_TASK DETAILS_. Please tally how many lines in the entries below include the word "ChannelClosed", giving only the number.

_PROVIDED INFORMATION_.
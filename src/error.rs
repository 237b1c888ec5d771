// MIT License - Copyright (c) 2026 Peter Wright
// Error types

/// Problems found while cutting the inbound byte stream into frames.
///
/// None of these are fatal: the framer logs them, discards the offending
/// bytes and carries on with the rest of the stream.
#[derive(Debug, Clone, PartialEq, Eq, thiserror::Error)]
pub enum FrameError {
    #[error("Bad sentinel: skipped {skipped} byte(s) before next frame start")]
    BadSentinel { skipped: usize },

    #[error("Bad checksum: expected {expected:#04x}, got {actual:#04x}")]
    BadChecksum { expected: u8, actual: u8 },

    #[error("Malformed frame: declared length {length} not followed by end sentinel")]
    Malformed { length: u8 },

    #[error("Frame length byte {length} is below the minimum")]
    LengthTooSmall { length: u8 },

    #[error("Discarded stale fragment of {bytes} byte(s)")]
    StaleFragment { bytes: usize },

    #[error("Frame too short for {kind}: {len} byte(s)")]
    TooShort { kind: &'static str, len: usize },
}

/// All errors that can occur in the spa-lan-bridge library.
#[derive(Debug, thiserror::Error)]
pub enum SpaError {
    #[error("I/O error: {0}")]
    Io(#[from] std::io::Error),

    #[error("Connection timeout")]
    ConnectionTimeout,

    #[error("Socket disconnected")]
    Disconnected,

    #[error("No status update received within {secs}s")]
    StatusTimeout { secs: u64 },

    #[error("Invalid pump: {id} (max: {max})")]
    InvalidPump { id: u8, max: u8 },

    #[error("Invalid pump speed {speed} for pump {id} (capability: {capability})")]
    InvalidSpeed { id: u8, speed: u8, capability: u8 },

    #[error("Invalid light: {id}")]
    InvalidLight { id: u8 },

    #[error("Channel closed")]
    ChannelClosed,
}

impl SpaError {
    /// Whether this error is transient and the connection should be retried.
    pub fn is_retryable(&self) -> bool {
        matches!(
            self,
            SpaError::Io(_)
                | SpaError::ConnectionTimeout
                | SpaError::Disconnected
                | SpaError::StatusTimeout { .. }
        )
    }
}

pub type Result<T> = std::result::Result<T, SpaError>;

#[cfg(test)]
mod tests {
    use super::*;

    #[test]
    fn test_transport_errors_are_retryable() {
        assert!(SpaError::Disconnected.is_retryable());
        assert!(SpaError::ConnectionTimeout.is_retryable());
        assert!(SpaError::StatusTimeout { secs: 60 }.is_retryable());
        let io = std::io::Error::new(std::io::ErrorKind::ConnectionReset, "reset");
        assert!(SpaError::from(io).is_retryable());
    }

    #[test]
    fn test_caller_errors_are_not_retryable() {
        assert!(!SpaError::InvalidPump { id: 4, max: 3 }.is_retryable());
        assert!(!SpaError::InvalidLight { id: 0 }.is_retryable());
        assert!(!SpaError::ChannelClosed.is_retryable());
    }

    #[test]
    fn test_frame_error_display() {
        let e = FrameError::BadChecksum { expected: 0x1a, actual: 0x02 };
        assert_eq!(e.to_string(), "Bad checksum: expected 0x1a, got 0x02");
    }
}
---
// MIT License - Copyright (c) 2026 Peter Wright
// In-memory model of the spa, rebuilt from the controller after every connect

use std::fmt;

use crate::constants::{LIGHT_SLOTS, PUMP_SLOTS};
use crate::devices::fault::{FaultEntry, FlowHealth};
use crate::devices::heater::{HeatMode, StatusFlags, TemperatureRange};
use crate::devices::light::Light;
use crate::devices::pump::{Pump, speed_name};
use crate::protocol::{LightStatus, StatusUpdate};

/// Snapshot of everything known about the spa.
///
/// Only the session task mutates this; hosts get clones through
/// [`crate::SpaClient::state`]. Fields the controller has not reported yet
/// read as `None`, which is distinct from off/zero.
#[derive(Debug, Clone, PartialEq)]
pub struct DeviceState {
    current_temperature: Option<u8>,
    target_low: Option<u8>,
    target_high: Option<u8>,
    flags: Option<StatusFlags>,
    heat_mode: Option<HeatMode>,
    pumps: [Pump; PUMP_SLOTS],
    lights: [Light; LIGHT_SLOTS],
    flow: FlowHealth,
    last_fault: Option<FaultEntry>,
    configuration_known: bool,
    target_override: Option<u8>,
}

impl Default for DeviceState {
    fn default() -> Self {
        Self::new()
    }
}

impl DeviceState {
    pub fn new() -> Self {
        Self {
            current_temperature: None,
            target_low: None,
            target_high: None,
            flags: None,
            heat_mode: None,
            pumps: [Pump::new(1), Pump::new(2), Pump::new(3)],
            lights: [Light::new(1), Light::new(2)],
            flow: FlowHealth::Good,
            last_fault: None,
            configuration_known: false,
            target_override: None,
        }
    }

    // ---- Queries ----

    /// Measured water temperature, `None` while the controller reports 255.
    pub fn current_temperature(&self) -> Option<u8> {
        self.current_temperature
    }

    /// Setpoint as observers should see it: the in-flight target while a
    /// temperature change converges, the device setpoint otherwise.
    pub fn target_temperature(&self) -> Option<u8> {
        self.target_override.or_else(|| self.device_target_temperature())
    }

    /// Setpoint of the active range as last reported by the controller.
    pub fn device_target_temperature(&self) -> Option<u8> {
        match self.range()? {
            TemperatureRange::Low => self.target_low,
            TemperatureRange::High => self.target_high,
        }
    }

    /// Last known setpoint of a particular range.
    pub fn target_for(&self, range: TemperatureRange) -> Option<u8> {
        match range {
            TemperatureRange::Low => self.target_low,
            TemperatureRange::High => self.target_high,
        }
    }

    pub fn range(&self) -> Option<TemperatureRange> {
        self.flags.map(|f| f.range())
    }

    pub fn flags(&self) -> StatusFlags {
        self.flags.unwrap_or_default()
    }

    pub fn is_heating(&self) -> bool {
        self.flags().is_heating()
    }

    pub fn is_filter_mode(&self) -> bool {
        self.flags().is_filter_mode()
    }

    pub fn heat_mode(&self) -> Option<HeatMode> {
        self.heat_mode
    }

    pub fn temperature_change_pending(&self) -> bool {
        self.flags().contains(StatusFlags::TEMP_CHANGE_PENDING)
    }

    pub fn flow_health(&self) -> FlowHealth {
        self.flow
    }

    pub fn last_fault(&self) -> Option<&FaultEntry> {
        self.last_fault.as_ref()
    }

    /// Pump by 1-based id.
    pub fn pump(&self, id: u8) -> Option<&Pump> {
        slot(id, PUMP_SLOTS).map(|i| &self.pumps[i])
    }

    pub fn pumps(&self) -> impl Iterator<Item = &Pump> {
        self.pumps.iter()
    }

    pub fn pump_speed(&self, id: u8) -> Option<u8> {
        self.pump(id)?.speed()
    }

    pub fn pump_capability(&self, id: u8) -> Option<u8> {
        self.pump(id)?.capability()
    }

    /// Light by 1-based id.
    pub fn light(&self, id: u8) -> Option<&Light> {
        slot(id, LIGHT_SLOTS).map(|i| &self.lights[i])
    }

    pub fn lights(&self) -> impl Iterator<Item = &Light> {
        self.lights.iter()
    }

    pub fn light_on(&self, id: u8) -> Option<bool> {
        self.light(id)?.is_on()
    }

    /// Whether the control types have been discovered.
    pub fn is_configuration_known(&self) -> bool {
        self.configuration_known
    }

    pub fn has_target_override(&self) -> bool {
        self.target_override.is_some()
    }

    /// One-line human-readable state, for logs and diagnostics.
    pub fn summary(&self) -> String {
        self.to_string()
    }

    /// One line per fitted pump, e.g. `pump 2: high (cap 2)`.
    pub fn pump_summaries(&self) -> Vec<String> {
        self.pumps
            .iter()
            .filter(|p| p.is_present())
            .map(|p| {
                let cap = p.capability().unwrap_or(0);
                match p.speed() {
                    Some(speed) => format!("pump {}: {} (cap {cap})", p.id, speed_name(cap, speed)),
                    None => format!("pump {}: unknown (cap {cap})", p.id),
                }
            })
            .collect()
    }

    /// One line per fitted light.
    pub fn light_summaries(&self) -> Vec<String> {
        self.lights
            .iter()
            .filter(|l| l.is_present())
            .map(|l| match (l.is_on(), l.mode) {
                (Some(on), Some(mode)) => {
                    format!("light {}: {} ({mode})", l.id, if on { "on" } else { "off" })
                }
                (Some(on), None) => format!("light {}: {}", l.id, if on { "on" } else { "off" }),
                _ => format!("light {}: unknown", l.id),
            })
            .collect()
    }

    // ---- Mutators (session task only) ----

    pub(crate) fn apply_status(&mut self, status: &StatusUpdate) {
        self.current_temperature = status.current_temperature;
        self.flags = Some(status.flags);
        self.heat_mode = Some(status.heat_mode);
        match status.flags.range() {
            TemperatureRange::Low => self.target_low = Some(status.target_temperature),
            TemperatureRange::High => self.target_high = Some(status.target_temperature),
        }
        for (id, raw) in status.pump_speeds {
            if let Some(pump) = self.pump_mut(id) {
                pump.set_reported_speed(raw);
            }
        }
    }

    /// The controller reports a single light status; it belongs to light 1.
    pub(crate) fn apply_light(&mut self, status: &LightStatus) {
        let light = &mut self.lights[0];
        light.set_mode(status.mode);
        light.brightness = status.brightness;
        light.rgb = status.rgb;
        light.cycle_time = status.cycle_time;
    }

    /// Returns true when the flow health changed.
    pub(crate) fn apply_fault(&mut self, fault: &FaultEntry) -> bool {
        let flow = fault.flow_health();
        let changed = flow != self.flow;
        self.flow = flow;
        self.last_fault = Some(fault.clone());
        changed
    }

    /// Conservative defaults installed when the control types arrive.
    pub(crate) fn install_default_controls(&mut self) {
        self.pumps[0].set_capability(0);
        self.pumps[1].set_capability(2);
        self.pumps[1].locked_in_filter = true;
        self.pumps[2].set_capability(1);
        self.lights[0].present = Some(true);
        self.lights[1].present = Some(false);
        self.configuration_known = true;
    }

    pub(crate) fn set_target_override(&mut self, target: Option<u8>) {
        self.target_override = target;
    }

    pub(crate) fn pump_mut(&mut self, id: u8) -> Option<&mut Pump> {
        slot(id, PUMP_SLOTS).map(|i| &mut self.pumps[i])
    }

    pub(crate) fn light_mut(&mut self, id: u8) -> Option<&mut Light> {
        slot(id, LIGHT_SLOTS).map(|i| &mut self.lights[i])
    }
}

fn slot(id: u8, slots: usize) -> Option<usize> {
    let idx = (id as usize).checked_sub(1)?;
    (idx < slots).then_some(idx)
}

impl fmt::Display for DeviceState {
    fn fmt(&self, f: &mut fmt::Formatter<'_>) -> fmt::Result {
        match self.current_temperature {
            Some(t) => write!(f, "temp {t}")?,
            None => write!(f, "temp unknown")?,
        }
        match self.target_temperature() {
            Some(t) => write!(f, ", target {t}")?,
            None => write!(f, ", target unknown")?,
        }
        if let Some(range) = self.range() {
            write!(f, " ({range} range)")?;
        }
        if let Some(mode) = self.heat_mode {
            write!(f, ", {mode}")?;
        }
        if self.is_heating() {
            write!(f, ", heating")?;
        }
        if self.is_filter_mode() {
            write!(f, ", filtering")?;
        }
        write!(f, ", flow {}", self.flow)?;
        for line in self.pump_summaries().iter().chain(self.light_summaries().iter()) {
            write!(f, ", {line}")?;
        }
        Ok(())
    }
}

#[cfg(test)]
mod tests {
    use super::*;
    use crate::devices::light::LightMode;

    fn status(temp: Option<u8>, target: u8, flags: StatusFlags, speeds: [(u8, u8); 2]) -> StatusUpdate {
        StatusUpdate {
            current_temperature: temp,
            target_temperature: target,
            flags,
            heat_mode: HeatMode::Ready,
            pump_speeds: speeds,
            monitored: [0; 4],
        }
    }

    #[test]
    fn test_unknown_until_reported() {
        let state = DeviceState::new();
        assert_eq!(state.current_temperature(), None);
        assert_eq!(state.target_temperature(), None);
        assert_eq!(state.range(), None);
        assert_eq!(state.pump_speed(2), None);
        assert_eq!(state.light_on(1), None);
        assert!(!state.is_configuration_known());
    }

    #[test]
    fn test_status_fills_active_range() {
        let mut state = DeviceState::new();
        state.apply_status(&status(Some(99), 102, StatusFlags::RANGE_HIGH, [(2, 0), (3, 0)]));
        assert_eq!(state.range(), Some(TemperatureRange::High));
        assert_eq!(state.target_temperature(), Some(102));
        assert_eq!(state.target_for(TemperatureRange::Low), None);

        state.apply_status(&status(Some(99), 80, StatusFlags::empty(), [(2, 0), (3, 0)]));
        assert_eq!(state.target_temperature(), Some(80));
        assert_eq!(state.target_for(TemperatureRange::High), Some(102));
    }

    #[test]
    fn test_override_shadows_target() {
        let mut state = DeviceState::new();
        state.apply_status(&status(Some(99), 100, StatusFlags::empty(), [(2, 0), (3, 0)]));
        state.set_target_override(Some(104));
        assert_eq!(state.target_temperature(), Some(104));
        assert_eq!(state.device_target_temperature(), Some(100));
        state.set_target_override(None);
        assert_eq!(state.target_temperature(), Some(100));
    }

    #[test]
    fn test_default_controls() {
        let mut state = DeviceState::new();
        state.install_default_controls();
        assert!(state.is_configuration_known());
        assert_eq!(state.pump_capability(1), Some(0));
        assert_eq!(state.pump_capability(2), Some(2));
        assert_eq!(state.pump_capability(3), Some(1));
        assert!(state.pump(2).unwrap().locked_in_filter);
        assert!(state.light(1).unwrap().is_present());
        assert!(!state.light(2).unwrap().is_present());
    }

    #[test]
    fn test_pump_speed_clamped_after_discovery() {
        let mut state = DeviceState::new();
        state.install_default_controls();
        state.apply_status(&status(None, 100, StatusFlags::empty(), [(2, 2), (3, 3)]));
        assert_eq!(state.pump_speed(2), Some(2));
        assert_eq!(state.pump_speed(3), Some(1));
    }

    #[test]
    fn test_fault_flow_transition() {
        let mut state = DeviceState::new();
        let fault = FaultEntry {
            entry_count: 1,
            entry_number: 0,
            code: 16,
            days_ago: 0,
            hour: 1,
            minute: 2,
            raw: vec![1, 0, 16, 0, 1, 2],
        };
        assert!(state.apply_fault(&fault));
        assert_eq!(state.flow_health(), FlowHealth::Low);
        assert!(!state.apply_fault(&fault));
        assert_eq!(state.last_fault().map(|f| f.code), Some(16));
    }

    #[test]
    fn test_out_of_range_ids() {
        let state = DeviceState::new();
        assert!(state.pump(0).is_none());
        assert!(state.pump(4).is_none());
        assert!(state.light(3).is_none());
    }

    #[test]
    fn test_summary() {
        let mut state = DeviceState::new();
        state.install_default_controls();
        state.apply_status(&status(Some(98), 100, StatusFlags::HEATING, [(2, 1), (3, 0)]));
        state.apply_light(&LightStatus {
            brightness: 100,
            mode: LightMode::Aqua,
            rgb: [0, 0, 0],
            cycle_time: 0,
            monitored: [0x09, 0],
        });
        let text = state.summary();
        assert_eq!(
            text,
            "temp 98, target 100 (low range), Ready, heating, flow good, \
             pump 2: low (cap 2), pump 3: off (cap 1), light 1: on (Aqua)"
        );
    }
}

_WRITTEN RESPONSE_. 2